Teenage girl who was ritualistically buried alive during the Middle Ages says she can relate.

At one time, moe characters–manga-style mascots usually drawn as young women–were a ubiquitous fixture in Japanese culture, being seen everywhere from Buddhist temples to beer. However, recent high-profile incidents have caused the practice to come under scrutiny and prompted people to ask important questions like: “Do we really need a saucer-eyed teenage girl telling us to join the military?”

The most recent censorship of a Love Live! tie-in with Numazu City in Shizuoka has sent shockwaves reaching into rural Gujo City, Gifu Prefecture, where an unofficial local mascot, Oyoshi-chan, says she’s been in this situation herself.

▼ “These extreme complaints about illustrations of girls are really sad. I had a similar trauma before, becoming unofficial and unrecognized. I was replaced for a pamphlet about my castle. I was even conservatively dressed…”

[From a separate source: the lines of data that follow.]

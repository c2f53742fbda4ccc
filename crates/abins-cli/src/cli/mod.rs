mod commands;
mod logging;

use abins_core::domain::AbinsError;
use clap::Parser;

pub fn run_from_env() -> i32 {
    let args: Vec<String> = std::env::args().skip(1).collect();

    match parse_and_dispatch(args, true) {
        Ok(code) => code,
        Err(error) => {
            let error = error.as_abins_error();
            eprintln!("{}", error.diagnostic_line());
            if let Some(summary_line) = error.fatal_exit_line() {
                eprintln!("{}", summary_line);
            }
            error.exit_code()
        }
    }
}

/// Runs one command line without installing a global logger.
#[cfg(test)]
pub(crate) fn run<I, S>(args: I) -> Result<i32, CliError>
where
    I: IntoIterator<Item = S>,
    S: Into<String>,
{
    parse_and_dispatch(args.into_iter().map(Into::into).collect(), false)
}

fn parse_and_dispatch(args: Vec<String>, install_logging: bool) -> Result<i32, CliError> {
    let full_args = std::iter::once("abins-rs".to_string())
        .chain(args)
        .collect::<Vec<_>>();

    let cli = match Cli::try_parse_from(&full_args) {
        Ok(cli) => cli,
        Err(err) => match err.kind() {
            clap::error::ErrorKind::DisplayHelp | clap::error::ErrorKind::DisplayVersion => {
                print!("{}", err);
                return Ok(0);
            }
            _ => return Err(CliError::Usage(err.to_string())),
        },
    };

    if install_logging {
        logging::setup_logging(cli.verbose, cli.quiet)?;
    }
    dispatch_parsed(cli.command)
}

#[derive(Parser)]
#[command(
    name = "abins-rs",
    about = "Powder dynamical structure factor S(Q, ω) engine",
    version
)]
struct Cli {
    /// More log output (-v info, -vv debug, -vvv trace)
    #[arg(short, long, action = clap::ArgAction::Count, global = true)]
    verbose: u8,

    /// Suppress all log output
    #[arg(short, long, global = true)]
    quiet: bool,

    #[command(subcommand)]
    command: CliCommand,
}

#[derive(clap::Subcommand)]
enum CliCommand {
    /// Compute S for an input document and save it next to the input
    Calculate(commands::CalculateArgs),
    /// Read a previously saved S without recomputing it
    Load(commands::LoadArgs),
    /// Write saved per-atom spectra as text tables
    Export(commands::ExportArgs),
}

fn dispatch_parsed(command: CliCommand) -> Result<i32, CliError> {
    match command {
        CliCommand::Calculate(args) => commands::run_calculate_command(args),
        CliCommand::Load(args) => commands::run_load_command(args),
        CliCommand::Export(args) => commands::run_export_command(args),
    }
}

#[derive(Debug, thiserror::Error)]
pub enum CliError {
    #[error("{0}")]
    Usage(String),
    #[error("{0}")]
    Compute(#[from] AbinsError),
    #[error(transparent)]
    Internal(#[from] anyhow::Error),
}

impl CliError {
    fn as_abins_error(&self) -> AbinsError {
        match self {
            Self::Usage(message) => AbinsError::configuration("CONFIG.CLI_USAGE", message.clone()),
            Self::Compute(error) => error.clone(),
            Self::Internal(error) => AbinsError::internal("INTERNAL.CLI", format!("{error:#}")),
        }
    }
}

#[cfg(test)]
mod tests {
    use super::{CliError, run};
    use abins_core::domain::{AbinsError, AbinsErrorCategory};

    #[test]
    fn help_exits_successfully() {
        assert_eq!(run(["--help"]).expect("help should succeed"), 0);
    }

    #[test]
    fn unknown_subcommand_is_a_usage_error() {
        let error = run(["simulate"]).expect_err("unknown command should fail");
        assert!(matches!(error, CliError::Usage(_)));
        assert_eq!(
            error.as_abins_error().category(),
            AbinsErrorCategory::ConfigurationError
        );
    }

    #[test]
    fn compute_errors_keep_their_category() {
        let error = CliError::from(AbinsError::unimplemented(
            "UNIMPLEMENTED.SINGLE_CRYSTAL_S",
            "SingleCrystal case not implemented yet.",
        ));
        assert_eq!(error.as_abins_error().exit_code(), 5);
    }
}
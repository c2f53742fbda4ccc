pub mod calculator;
pub mod export;
pub mod input;
pub mod instrument;
pub mod q_calculator;
pub mod serialization;
pub mod store;
pub mod structure_factor;
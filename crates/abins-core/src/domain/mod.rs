pub mod errors;

pub use errors::{AbinsError, AbinsErrorCategory, AbinsResult, ExitStatus};

use serde::{Deserialize, Serialize};
use std::fmt::{Display, Formatter};
use std::str::FromStr;

#[derive(Debug, Clone, Copy, PartialEq, Eq, Hash, Default)]
pub enum ExecutionMode {
    #[default]
    Serial,
    Parallel,
}

#[derive(Debug, Clone, Copy, PartialEq, Eq, Hash, Serialize, Deserialize)]
pub enum SampleForm {
    Powder,
    SingleCrystal,
}

impl SampleForm {
    pub const ALL: [SampleForm; 2] = [SampleForm::Powder, SampleForm::SingleCrystal];

    pub const fn as_str(self) -> &'static str {
        match self {
            Self::Powder => "Powder",
            Self::SingleCrystal => "SingleCrystal",
        }
    }
}

impl Display for SampleForm {
    fn fmt(&self, f: &mut Formatter<'_>) -> std::fmt::Result {
        f.write_str((*self).as_str())
    }
}

impl FromStr for SampleForm {
    type Err = AbinsError;

    fn from_str(value: &str) -> Result<Self, Self::Err> {
        Self::ALL
            .into_iter()
            .find(|form| form.as_str() == value.trim())
            .ok_or_else(|| {
                AbinsError::configuration(
                    "CONFIG.SAMPLE_FORM",
                    format!("Invalid sample form {}", value),
                )
            })
    }
}

/// Sample temperature in Kelvin; always finite and non-negative.
#[derive(Debug, Clone, Copy, PartialEq, PartialOrd, Serialize)]
pub struct Temperature(f64);

impl Temperature {
    pub fn new(kelvin: f64) -> AbinsResult<Self> {
        if !kelvin.is_finite() {
            return Err(AbinsError::configuration(
                "CONFIG.TEMPERATURE",
                format!(
                    "Invalid value of the temperature '{}'. Number was expected.",
                    kelvin
                ),
            ));
        }
        if kelvin < 0.0 {
            return Err(AbinsError::configuration(
                "CONFIG.TEMPERATURE",
                "Temperature cannot be negative.",
            ));
        }
        Ok(Self(kelvin))
    }

    pub fn parse(source: &str) -> AbinsResult<Self> {
        let kelvin = source.trim().parse::<f64>().map_err(|_| {
            AbinsError::configuration(
                "CONFIG.TEMPERATURE",
                format!(
                    "Invalid value of the temperature '{}'. Number was expected.",
                    source
                ),
            )
        })?;
        Self::new(kelvin)
    }

    pub const fn kelvin(self) -> f64 {
        self.0
    }
}

impl Display for Temperature {
    fn fmt(&self, f: &mut Formatter<'_>) -> std::fmt::Result {
        write!(f, "{} K", self.0)
    }
}
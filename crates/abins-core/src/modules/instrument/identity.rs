use super::{NONE_INSTRUMENT_NAME, ResolutionError, ResolutionFunction, validate_finite_frequencies};

/// The "None" instrument: no resolution broadening and unit Q.
#[derive(Debug, Clone, Copy, Default, PartialEq, Eq)]
pub struct IdentityInstrument;

fn replicate(values: &[f64], points_per_peak: usize) -> Vec<f64> {
    values
        .iter()
        .flat_map(|&value| std::iter::repeat_n(value, points_per_peak))
        .collect()
}

impl ResolutionFunction for IdentityInstrument {
    fn name(&self) -> &'static str {
        NONE_INSTRUMENT_NAME
    }

    fn validate_frequencies(&self, frequencies: &[f64]) -> Result<(), ResolutionError> {
        validate_finite_frequencies(frequencies)
    }

    fn produce_abscissa_unchecked(&self, frequencies: &[f64], points_per_peak: usize) -> Vec<f64> {
        replicate(frequencies, points_per_peak)
    }

    fn convolve_unchecked(
        &self,
        _frequencies: &[f64],
        s_dft: &[f64],
        points_per_peak: usize,
    ) -> Vec<f64> {
        replicate(s_dft, points_per_peak)
    }

    fn calculate_q_powder(&self, frequencies: &[f64]) -> Result<Vec<f64>, ResolutionError> {
        validate_finite_frequencies(frequencies)?;
        Ok(vec![1.0; frequencies.len()])
    }
}
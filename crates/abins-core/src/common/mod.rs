pub mod constants;
pub mod numeric;
pub mod parameters;
use super::CliError;
use tracing_subscriber::filter::{EnvFilter, LevelFilter};
use tracing_subscriber::fmt;
use tracing_subscriber::prelude::*;

pub(super) fn level_for(verbosity: u8, quiet: bool) -> LevelFilter {
    if quiet {
        return LevelFilter::OFF;
    }
    match verbosity {
        0 => LevelFilter::WARN,
        1 => LevelFilter::INFO,
        2 => LevelFilter::DEBUG,
        _ => LevelFilter::TRACE,
    }
}

/// Installs the global stderr subscriber. `RUST_LOG` refines the level chosen
/// by `-v`, except under `--quiet`.
pub(super) fn setup_logging(verbosity: u8, quiet: bool) -> Result<(), CliError> {
    let level = level_for(verbosity, quiet);
    let filter = if quiet {
        EnvFilter::new("off")
    } else {
        EnvFilter::builder()
            .with_default_directive(level.into())
            .from_env_lossy()
    };

    let stderr_layer = fmt::layer()
        .with_writer(std::io::stderr)
        .with_target(false)
        .compact();

    tracing_subscriber::registry()
        .with(filter)
        .with(stderr_layer)
        .try_init()
        .map_err(|error| CliError::Internal(anyhow::anyhow!("failed to install logger: {error}")))
}

#[cfg(test)]
mod tests {
    use super::level_for;
    use tracing_subscriber::filter::LevelFilter;

    #[test]
    fn verbosity_maps_to_increasing_levels() {
        assert_eq!(level_for(0, false), LevelFilter::WARN);
        assert_eq!(level_for(1, false), LevelFilter::INFO);
        assert_eq!(level_for(2, false), LevelFilter::DEBUG);
        assert_eq!(level_for(7, false), LevelFilter::TRACE);
    }

    #[test]
    fn quiet_silences_everything() {
        assert_eq!(level_for(3, true), LevelFilter::OFF);
    }
}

The image in the tweet above shows the original pamphlet with a vibrant, well-detailed illustration of Oyoshi-chan on the left, and the pamphlet it was hastily replaced with on the right, featuring a clipart family who look like they’re all on anti-depression medication. Oyoshi went on to explain that this all happened about four years ago.

It’s probably good to mention at this point that Oyoshi-chan is a Hitobashira or “Human Pillar”, which were human sacrifices buried alive in the foundation of structures such as castles and bridges centuries ago to protect them from natural disasters. There are a handful of castles around Japan that are believed to have Hitobashira underneath, one of which is Gujo Hachiman, built in 1559.

▼ Despite being dead for over 400 years, she hosted a series of radio shows produced by Konami, proving once again that everyone has a podcast

At the time of Oyoshi-chan’s development, her artist was tasked with creating a moe character to represent Gujo and Gujo Hachiman reflecting its history and culture in online media. Various historians and experts were consulted and much research was done to carefully add symbolism and meaning to Oyoshi-chan’s look.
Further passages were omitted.